__Problem description__
Work out how many lines in the data below contain "DateTime", and state that count with nothing added.

__Task inputs__

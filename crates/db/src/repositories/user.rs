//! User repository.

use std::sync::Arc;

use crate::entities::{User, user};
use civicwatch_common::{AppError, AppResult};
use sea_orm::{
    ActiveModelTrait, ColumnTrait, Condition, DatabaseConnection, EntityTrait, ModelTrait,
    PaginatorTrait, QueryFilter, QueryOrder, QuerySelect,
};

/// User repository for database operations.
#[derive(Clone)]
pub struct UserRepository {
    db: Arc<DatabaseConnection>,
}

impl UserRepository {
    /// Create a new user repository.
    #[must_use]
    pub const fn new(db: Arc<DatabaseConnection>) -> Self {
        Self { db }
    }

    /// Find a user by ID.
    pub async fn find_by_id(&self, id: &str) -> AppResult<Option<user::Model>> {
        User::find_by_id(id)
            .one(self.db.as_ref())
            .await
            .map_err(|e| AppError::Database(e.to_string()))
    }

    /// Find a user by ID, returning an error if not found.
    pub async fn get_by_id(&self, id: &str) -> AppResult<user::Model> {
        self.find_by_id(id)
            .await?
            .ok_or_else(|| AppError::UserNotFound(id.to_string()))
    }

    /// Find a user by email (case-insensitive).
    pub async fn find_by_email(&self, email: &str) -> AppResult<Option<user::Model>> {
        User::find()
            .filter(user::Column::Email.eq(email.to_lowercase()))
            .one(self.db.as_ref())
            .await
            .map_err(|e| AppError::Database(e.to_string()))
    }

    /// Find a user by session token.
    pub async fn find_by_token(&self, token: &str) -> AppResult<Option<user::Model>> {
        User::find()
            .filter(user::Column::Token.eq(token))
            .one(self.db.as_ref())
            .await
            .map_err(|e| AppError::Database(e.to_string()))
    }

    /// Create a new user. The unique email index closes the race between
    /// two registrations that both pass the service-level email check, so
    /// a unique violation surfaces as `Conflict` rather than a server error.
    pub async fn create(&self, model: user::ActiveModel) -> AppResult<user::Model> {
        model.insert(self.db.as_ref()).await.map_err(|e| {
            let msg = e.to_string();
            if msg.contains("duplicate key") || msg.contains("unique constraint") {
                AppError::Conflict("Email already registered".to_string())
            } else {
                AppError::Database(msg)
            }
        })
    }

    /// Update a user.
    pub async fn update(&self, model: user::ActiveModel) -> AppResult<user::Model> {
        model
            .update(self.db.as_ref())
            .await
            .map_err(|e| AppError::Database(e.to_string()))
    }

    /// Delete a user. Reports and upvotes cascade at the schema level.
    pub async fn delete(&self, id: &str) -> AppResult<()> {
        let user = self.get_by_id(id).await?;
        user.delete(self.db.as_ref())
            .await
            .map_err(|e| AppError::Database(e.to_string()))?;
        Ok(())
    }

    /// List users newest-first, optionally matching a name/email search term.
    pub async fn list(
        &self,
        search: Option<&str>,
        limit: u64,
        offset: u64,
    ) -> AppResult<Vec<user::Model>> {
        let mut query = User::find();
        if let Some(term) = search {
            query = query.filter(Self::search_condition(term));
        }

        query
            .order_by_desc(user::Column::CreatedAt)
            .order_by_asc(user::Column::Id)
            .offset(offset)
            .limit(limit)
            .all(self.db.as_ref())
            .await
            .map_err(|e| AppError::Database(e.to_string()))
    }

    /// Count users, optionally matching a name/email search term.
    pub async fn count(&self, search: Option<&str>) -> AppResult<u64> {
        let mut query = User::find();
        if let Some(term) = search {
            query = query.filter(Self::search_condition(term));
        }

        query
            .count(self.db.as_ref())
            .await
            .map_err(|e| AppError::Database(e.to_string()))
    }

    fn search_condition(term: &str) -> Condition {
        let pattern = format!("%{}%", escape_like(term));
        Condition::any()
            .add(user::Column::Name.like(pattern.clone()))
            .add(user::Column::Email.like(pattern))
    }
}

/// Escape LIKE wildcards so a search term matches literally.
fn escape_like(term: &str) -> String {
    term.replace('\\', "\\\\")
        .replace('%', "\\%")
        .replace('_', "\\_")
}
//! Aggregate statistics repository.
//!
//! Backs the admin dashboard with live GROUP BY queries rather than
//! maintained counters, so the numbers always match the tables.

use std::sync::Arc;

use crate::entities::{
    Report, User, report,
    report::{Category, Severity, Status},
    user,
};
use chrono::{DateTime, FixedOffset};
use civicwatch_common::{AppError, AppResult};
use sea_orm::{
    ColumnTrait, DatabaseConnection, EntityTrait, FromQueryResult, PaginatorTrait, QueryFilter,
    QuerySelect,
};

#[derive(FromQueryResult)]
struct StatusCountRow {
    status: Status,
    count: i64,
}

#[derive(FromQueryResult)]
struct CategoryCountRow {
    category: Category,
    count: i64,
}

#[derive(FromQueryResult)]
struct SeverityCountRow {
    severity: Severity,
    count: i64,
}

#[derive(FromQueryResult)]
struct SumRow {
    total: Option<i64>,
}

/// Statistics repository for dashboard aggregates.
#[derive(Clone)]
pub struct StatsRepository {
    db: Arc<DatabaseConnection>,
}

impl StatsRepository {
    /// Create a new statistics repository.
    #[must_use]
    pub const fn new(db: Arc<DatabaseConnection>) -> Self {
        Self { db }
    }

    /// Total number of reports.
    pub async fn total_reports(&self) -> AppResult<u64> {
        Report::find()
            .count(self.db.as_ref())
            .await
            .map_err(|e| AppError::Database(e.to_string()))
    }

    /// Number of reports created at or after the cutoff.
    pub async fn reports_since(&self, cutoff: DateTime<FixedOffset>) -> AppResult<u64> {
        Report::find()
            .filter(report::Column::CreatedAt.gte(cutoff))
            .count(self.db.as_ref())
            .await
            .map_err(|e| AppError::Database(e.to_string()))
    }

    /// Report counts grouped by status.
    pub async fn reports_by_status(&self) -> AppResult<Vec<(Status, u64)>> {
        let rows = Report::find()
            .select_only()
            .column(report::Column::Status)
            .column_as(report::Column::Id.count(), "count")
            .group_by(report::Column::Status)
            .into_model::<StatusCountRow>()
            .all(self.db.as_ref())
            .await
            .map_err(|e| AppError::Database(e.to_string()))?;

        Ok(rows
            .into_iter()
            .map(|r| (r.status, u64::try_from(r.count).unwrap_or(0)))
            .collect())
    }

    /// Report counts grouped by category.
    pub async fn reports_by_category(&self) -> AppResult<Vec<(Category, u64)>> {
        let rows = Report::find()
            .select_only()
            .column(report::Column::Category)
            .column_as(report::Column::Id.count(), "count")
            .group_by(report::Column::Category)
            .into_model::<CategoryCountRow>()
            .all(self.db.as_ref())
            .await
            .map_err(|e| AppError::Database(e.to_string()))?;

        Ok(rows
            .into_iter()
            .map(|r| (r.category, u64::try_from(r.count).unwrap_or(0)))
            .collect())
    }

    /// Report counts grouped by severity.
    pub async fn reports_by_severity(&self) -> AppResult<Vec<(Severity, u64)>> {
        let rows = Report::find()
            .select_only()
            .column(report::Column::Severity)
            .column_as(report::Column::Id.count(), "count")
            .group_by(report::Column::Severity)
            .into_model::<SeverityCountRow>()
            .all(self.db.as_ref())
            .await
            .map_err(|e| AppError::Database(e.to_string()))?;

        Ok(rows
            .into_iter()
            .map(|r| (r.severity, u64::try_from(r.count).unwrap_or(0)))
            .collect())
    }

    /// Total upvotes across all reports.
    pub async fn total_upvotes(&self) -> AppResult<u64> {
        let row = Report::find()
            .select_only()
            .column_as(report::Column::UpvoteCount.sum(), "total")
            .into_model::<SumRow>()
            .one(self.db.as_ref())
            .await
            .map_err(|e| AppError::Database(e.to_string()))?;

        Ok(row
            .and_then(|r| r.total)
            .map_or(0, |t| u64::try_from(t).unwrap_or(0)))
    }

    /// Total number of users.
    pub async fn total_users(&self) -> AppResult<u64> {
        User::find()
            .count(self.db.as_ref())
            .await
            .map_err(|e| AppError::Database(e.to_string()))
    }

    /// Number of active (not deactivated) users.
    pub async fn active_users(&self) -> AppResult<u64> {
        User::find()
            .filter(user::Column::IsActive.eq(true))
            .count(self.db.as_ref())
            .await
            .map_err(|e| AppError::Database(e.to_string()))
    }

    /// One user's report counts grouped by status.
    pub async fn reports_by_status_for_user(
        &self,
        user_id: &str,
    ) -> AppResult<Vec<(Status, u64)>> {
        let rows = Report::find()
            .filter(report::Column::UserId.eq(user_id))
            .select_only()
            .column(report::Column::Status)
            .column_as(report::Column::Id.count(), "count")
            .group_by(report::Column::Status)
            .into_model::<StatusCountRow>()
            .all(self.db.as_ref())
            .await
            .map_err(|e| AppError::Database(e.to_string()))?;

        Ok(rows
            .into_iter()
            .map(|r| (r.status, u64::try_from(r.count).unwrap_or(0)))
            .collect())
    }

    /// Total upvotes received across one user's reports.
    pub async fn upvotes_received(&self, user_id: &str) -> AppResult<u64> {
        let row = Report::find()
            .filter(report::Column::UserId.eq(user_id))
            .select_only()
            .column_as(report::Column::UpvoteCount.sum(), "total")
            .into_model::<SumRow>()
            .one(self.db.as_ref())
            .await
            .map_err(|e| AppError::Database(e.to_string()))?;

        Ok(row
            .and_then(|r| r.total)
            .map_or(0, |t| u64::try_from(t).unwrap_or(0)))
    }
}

* * *

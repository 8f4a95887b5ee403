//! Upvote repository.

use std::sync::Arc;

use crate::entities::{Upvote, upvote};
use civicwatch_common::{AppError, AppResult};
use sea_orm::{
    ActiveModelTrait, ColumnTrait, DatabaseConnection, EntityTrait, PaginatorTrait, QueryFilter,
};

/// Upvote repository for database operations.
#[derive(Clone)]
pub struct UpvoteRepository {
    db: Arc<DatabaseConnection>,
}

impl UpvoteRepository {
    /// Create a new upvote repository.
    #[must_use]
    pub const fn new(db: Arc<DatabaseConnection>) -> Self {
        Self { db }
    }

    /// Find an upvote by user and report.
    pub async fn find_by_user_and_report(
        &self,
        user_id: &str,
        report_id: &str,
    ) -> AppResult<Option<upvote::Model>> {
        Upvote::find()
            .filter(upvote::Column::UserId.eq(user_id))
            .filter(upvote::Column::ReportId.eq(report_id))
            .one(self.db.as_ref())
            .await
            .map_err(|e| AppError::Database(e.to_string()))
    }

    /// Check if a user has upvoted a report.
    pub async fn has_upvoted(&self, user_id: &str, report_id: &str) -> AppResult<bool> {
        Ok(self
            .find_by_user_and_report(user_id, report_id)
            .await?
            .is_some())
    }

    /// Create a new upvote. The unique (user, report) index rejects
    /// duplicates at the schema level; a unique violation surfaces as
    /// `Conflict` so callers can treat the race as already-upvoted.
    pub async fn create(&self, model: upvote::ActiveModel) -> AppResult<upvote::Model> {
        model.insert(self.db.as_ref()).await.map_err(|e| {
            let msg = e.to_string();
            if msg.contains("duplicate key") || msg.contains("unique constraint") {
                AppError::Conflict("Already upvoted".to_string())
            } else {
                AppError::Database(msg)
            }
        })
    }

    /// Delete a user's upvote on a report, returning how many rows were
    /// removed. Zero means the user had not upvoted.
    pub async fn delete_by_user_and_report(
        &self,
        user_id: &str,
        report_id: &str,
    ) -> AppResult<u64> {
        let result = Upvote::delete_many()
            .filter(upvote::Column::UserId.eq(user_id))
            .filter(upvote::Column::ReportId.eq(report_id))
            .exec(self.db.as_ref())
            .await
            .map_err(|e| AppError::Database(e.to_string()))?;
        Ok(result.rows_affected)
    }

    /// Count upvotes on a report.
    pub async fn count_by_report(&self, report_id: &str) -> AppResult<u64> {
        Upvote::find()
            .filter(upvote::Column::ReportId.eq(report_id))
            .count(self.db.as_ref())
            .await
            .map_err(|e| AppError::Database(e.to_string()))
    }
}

...

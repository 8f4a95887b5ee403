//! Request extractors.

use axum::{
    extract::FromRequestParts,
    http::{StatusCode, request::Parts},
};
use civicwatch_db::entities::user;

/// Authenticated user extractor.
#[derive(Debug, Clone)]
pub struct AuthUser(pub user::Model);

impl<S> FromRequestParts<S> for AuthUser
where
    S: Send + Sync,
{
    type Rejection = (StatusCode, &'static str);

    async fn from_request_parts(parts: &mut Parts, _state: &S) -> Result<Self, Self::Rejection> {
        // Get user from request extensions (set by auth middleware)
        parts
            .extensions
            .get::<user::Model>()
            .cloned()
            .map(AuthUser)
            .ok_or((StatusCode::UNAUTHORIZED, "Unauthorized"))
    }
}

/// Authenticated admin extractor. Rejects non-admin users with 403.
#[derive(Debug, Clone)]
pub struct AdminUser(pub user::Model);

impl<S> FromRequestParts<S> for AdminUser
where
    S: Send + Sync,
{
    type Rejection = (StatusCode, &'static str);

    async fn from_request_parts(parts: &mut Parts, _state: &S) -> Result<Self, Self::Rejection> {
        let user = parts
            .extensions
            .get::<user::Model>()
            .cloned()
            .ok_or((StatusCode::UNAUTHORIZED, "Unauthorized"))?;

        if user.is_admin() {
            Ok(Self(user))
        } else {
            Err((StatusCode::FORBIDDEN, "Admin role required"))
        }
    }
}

__Task answer__
2